US 12,222,950 B2
Search in a data marketplace
Orestis Kostakis, Redmond, WA (US); and Timur Misirpashaev, West Windsor, NJ (US)
Assigned to Snowflake Inc., Bozeman, MT (US)
Filed by Snowflake Inc., Bozeman, MT (US)
Filed on Dec. 20, 2022, as Appl. No. 18/085,452.
Prior Publication US 2024/0202203 A1, Jun. 20, 2024
Int. Cl. G06F 16/24 (2019.01); G06F 16/2453 (2019.01); G06F 16/2455 (2019.01); G06F 16/2457 (2019.01)

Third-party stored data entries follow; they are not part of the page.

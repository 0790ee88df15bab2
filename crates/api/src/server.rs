//! HTTP server bootstrap and graceful shutdown.

use anyhow::Context;
use tokio::net::TcpListener;

use crate::app;
use crate::config::ApiConfig;

/// Bind `config.bind_addr` and serve until SIGTERM or Ctrl-C.
///
/// In-flight requests are allowed to finish before this returns.
pub async fn serve(config: &ApiConfig) -> anyhow::Result<()> {
    let app = app::build_app(config);

    let listener = TcpListener::bind(config.bind_addr)
        .await
        .with_context(|| format!("failed to bind {}", config.bind_addr))?;

    tracing::info!(
        addr = %listener.local_addr()?,
        duplicate_ids = ?config.duplicate_ids,
        seeded = config.seed,
        "listening"
    );

    axum::serve(listener, app)
        .with_graceful_shutdown(shutdown_signal())
        .await
        .context("server error")?;

    tracing::info!("shut down cleanly");
    Ok(())
}

/// Resolves on the first shutdown signal the process receives.
///
/// On Unix this listens for both SIGTERM and SIGINT (Ctrl-C). On other
/// platforms only Ctrl-C is available.
async fn shutdown_signal() {
    let ctrl_c = async {
        if let Err(e) = tokio::signal::ctrl_c().await {
            tracing::error!(error = %e, "failed to install Ctrl-C handler");
            std::future::pending::<()>().await;
        }
    };

    #[cfg(unix)]
    let sigterm = async {
        match tokio::signal::unix::signal(tokio::signal::unix::SignalKind::terminate()) {
            Ok(mut sig) => {
                sig.recv().await;
            }
            Err(e) => {
                tracing::error!(error = %e, "failed to install SIGTERM handler");
                std::future::pending::<()>().await;
            }
        }
    };

    #[cfg(not(unix))]
    let sigterm = std::future::pending::<()>();

    tokio::select! {
        () = ctrl_c => {}
        () = sigterm => {}
    }
    tracing::info!("shutdown signal received, draining connections");
}
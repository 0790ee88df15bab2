use anyhow::Context;

use showroom_api::config::ApiConfig;

#[tokio::main]
async fn main() -> anyhow::Result<()> {
    let config = ApiConfig::from_env().context("invalid configuration")?;
    showroom_observability::init(config.log_format);

    showroom_api::server::serve(&config).await
}
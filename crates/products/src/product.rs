use serde::{Deserialize, Serialize};

use showroom_core::{Entity, ProductId};

/// A catalog product.
///
/// Serializes to `{"id": <int>, "name": <string>, "description": <string>}`.
#[derive(Debug, Clone, PartialEq, Eq, Serialize, Deserialize)]
pub struct Product {
    pub id: ProductId,
    pub name: String,
    pub description: String,
}

impl Product {
    pub fn new(id: i64, name: impl Into<String>, description: impl Into<String>) -> Self {
        Self {
            id: ProductId::new(id),
            name: name.into(),
            description: description.into(),
        }
    }

    /// Literal, case-sensitive substring match on the description.
    pub fn description_contains(&self, needle: &str) -> bool {
        self.description.contains(needle)
    }

    /// Overwrite every field with `other`'s.
    pub(crate) fn overwrite_with(&mut self, other: Product) {
        *self = other;
    }
}

impl Entity for Product {
    type Id = ProductId;

    fn id(&self) -> ProductId {
        self.id
    }
}
//! Tracing and logging setup shared by the binaries.

/// Initialize process-wide tracing/logging.
///
/// This is safe to call multiple times; subsequent calls become no-ops.
pub fn init(format: LogFormat) {
    tracing::init(format);
}

/// Tracing configuration (filters, layers).
pub mod tracing;

pub use self::tracing::{LogFormat, ParseLogFormatError};
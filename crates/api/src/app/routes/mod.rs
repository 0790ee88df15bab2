use axum::Router;

pub mod products;
pub mod system;

/// Router for all resource endpoints.
pub fn router() -> Router {
    Router::new().merge(products::router())
}
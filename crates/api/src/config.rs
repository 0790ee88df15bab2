//! Environment-driven process configuration.

use std::net::SocketAddr;

use thiserror::Error;

use showroom_observability::LogFormat;
use showroom_products::DuplicateIdPolicy;

pub const ENV_BIND_ADDR: &str = "SHOWROOM_BIND_ADDR";
pub const ENV_DUPLICATE_IDS: &str = "SHOWROOM_DUPLICATE_IDS";
pub const ENV_SEED: &str = "SHOWROOM_SEED";
pub const ENV_LOG_FORMAT: &str = "SHOWROOM_LOG_FORMAT";

const DEFAULT_BIND_ADDR: &str = "0.0.0.0:8080";

#[derive(Debug, Error, Clone, PartialEq, Eq)]
pub enum ConfigError {
    #[error("invalid value {value:?} for {var}: {reason}")]
    Invalid {
        var: &'static str,
        value: String,
        reason: String,
    },
}

impl ConfigError {
    fn invalid(var: &'static str, value: &str, reason: impl ToString) -> Self {
        Self::Invalid {
            var,
            value: value.to_string(),
            reason: reason.to_string(),
        }
    }
}

/// Runtime settings for the API process.
#[derive(Debug, Clone, PartialEq, Eq)]
pub struct ApiConfig {
    pub bind_addr: SocketAddr,
    pub duplicate_ids: DuplicateIdPolicy,
    /// Start with the five catalog products instead of an empty store.
    pub seed: bool,
    pub log_format: LogFormat,
}

impl Default for ApiConfig {
    fn default() -> Self {
        Self {
            bind_addr: SocketAddr::from(([0, 0, 0, 0], 8080)),
            duplicate_ids: DuplicateIdPolicy::Allow,
            seed: true,
            log_format: LogFormat::Json,
        }
    }
}

impl ApiConfig {
    pub fn from_env() -> Result<Self, ConfigError> {
        Self::from_lookup(|key| std::env::var(key).ok())
    }

    /// Build from an arbitrary key lookup; unset keys take their defaults.
    pub fn from_lookup(lookup: impl Fn(&str) -> Option<String>) -> Result<Self, ConfigError> {
        let bind_raw = lookup(ENV_BIND_ADDR).unwrap_or_else(|| DEFAULT_BIND_ADDR.to_string());
        let bind_addr = bind_raw
            .trim()
            .parse::<SocketAddr>()
            .map_err(|e| ConfigError::invalid(ENV_BIND_ADDR, &bind_raw, e))?;

        let duplicate_ids = match lookup(ENV_DUPLICATE_IDS) {
            None => DuplicateIdPolicy::default(),
            Some(raw) => parse_duplicate_policy(&raw)?,
        };

        let seed = match lookup(ENV_SEED) {
            None => true,
            Some(raw) => parse_bool(ENV_SEED, &raw)?,
        };

        let log_format = match lookup(ENV_LOG_FORMAT) {
            None => LogFormat::default(),
            Some(raw) => raw
                .parse::<LogFormat>()
                .map_err(|e| ConfigError::invalid(ENV_LOG_FORMAT, &raw, e))?,
        };

        Ok(Self {
            bind_addr,
            duplicate_ids,
            seed,
            log_format,
        })
    }
}

fn parse_duplicate_policy(raw: &str) -> Result<DuplicateIdPolicy, ConfigError> {
    match raw.trim().to_ascii_lowercase().as_str() {
        "allow" => Ok(DuplicateIdPolicy::Allow),
        "reject" => Ok(DuplicateIdPolicy::Reject),
        _ => Err(ConfigError::invalid(
            ENV_DUPLICATE_IDS,
            raw,
            "expected \"allow\" or \"reject\"",
        )),
    }
}

fn parse_bool(var: &'static str, raw: &str) -> Result<bool, ConfigError> {
    match raw.trim().to_ascii_lowercase().as_str() {
        "1" | "true" | "yes" | "on" => Ok(true),
        "0" | "false" | "no" | "off" => Ok(false),
        _ => Err(ConfigError::invalid(var, raw, "expected a boolean")),
    }
}
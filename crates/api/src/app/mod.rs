//! HTTP API application wiring (Axum router + service wiring).
//!
//! - `services.rs`: store construction and the handler shared by all routes
//! - `routes/`: HTTP routes + handlers
//! - `dto.rs`: request DTOs and body decoding
//! - `errors.rs`: consistent error responses

use std::sync::Arc;

use axum::{routing::get, Extension, Router};

use crate::config::ApiConfig;
use crate::middleware;

pub mod dto;
pub mod errors;
pub mod routes;
pub mod services;

/// Build the full HTTP router (public entrypoint used by the server).
pub fn build_app(config: &ApiConfig) -> Router {
    router(Arc::new(services::build_services(config)))
}

/// Router over already-built services.
pub fn router(services: Arc<services::AppServices>) -> Router {
    Router::new()
        .route("/health", get(routes::system::health))
        .merge(routes::router())
        .layer(Extension(services))
        .layer(axum::middleware::from_fn(middleware::request_logging))
}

CPC G06F 16/24578 (2019.01) [G06F 16/24542 (2019.01); G06F 16/24564 (2019.01)] 21 Claims
OG exemplary drawing
 
1. A method comprising:
generating a data dictionary for each of a set of data listings in a data exchange of a cloud computing platform, the data dictionary for each of the set of data listings comprising:
first metadata describing data shared by a data listing; and
second metadata describing individual objects included in the data shared by the data listing including tables, schemas, views, and functions;
receiving a query comprising a set of search terms;
retrieving the set of data listings in the data exchange of the cloud computing platform based on the set of search terms of the query, wherein the data exchange enables data providers to publish and control access to the set of data listings via share objects;
generating, by a processing device and for each data listing of the set of data listings, a set of listing-specific signals and a set of external signals, wherein each external signal of the set of external signals corresponds to a measure of activity of each data listing of the set of data listings in the data exchange of the cloud computing platform, wherein the set of listing-specific signals comprises a distance of search terms from one another within the data listing;
ranking, by the processing device, the set of data listings based on:
the data dictionary;
a lexical diversity of the set of listing-specific signals, wherein the lexical diversity indicates a number of unique words in fields of the set of data listings divided by a total number of words in the fields, wherein the set of data listings are weighted according to the total number of words in the fields, a range of values, and a number of distinct values;
the set of external signals for each data listing of the set of data listings, comprising a number of views of the data listing;
a professional role of a user issuing the query; and
industry attributes of a company associated with the user; and
presenting, based on the ranking, the set of data listings to a data consumer along with a description of each listing of the set of data listings.